## What is being asked
If a line in the records below contains the word "autonomous", return that line.

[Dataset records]
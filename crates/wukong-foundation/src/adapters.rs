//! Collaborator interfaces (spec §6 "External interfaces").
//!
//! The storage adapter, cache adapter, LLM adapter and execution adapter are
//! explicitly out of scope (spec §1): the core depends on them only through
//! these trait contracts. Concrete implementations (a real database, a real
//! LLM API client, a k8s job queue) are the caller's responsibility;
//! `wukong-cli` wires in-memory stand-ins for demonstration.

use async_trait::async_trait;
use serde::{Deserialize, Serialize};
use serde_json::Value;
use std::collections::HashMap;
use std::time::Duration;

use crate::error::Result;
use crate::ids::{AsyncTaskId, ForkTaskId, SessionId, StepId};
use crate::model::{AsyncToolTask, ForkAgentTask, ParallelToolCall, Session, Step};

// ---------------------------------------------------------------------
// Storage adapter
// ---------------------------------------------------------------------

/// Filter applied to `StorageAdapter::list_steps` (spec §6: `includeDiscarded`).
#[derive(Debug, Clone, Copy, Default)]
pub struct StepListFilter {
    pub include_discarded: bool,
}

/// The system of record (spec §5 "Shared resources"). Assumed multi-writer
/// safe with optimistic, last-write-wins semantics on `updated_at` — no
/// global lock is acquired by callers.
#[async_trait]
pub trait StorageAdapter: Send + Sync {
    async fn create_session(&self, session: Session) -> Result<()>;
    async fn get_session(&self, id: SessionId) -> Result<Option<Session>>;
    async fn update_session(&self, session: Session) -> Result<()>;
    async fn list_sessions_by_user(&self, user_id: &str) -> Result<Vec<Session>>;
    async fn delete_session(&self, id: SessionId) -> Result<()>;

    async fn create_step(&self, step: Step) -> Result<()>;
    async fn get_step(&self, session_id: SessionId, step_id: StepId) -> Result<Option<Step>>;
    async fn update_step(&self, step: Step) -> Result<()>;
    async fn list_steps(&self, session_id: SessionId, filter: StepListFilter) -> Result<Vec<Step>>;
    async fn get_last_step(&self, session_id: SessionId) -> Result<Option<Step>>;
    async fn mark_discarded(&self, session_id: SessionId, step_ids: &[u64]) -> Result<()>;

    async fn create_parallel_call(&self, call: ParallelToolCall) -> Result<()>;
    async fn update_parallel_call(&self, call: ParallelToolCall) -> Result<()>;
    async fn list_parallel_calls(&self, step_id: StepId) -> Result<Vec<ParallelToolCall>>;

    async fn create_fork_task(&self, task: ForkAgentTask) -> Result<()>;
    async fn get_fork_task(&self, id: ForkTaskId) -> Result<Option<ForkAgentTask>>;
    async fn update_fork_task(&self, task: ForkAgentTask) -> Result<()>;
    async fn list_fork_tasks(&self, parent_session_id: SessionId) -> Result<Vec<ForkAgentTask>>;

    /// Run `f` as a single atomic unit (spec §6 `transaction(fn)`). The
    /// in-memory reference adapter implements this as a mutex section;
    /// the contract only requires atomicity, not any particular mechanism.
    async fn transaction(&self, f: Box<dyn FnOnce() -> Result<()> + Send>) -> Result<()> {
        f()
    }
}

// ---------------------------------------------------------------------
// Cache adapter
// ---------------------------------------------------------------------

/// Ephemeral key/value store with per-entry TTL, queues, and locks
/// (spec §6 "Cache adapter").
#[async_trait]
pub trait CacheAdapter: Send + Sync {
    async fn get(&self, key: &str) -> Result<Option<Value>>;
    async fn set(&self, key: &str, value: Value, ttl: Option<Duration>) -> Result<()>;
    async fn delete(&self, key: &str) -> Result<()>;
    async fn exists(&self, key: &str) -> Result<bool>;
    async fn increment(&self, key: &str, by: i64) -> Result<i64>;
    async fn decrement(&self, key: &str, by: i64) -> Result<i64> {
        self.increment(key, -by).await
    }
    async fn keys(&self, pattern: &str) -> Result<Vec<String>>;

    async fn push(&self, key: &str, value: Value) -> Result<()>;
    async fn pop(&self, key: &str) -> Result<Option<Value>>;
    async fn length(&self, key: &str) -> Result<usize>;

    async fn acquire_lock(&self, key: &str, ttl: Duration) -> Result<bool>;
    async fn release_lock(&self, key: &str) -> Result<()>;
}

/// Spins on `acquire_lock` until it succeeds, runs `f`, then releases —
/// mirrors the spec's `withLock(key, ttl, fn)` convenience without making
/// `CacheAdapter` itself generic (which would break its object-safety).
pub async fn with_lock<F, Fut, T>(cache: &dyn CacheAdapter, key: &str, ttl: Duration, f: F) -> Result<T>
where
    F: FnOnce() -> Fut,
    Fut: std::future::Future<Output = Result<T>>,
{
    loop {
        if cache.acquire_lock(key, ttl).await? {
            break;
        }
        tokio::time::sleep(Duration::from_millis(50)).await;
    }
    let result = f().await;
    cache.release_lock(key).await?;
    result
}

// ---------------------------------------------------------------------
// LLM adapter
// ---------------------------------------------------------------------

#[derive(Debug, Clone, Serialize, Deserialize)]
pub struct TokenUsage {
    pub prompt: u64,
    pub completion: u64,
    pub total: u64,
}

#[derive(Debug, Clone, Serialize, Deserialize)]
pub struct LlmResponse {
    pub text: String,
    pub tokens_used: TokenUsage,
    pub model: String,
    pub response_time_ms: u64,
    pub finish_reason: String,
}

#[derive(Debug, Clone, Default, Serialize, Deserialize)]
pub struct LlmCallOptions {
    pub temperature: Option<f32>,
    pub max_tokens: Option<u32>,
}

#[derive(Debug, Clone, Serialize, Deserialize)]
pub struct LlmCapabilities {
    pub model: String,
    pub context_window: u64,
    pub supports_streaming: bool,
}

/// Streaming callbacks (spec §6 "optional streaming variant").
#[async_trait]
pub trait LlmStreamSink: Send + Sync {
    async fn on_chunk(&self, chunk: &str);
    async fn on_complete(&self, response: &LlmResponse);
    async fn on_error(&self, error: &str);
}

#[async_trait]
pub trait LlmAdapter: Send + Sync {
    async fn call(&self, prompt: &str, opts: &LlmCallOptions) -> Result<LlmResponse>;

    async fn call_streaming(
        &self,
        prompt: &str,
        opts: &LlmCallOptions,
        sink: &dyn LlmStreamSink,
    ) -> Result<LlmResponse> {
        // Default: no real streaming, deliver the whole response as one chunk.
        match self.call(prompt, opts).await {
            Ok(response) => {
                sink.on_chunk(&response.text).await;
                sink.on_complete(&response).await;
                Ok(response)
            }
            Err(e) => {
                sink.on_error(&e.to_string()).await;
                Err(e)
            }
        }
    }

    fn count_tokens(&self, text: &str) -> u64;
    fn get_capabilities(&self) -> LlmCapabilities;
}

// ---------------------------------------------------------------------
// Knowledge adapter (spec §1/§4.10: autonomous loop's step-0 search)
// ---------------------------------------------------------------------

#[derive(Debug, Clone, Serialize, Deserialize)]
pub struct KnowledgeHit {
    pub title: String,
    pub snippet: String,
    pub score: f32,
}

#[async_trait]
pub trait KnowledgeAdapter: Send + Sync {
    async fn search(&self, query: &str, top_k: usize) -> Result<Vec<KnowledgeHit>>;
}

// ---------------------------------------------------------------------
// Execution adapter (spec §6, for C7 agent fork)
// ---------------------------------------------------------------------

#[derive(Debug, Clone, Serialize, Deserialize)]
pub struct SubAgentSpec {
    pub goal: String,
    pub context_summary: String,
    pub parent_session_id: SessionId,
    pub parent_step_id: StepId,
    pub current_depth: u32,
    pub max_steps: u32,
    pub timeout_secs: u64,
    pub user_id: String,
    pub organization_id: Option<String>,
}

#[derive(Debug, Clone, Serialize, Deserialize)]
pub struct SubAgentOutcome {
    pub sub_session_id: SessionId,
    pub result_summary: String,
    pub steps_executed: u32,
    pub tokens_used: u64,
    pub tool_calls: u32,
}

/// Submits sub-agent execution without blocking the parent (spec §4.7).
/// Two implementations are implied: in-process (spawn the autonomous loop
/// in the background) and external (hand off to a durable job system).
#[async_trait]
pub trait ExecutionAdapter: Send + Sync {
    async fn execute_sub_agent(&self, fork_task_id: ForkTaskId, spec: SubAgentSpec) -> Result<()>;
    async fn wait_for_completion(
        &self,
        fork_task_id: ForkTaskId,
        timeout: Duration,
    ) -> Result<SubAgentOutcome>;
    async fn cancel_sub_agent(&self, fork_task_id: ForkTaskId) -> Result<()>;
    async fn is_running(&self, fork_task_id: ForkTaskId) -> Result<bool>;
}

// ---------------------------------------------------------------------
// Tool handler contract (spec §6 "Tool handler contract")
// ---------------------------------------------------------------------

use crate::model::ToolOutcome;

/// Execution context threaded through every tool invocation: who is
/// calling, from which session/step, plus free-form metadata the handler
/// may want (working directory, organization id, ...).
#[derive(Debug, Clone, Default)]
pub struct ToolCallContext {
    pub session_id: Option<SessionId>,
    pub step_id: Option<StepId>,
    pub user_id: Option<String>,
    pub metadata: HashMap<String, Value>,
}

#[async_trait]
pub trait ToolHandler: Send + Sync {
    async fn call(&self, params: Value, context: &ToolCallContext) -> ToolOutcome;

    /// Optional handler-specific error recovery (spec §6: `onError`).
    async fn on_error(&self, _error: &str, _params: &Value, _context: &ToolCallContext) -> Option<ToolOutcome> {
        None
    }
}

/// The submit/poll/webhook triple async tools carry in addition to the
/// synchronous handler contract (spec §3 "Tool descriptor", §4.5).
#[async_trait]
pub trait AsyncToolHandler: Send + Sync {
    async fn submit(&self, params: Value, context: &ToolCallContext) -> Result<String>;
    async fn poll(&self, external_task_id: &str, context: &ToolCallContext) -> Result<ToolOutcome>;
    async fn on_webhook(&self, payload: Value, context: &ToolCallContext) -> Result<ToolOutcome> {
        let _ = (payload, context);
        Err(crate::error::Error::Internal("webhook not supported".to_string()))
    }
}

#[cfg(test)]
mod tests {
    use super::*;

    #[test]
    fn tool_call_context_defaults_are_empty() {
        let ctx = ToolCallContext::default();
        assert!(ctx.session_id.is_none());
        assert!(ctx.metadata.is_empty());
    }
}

## Solution to this task
// Knowledge adapter (spec §1/§4.10: autonomous loop's step-0 search)
/// Two implementations are implied: in-process (spawn the autonomous loop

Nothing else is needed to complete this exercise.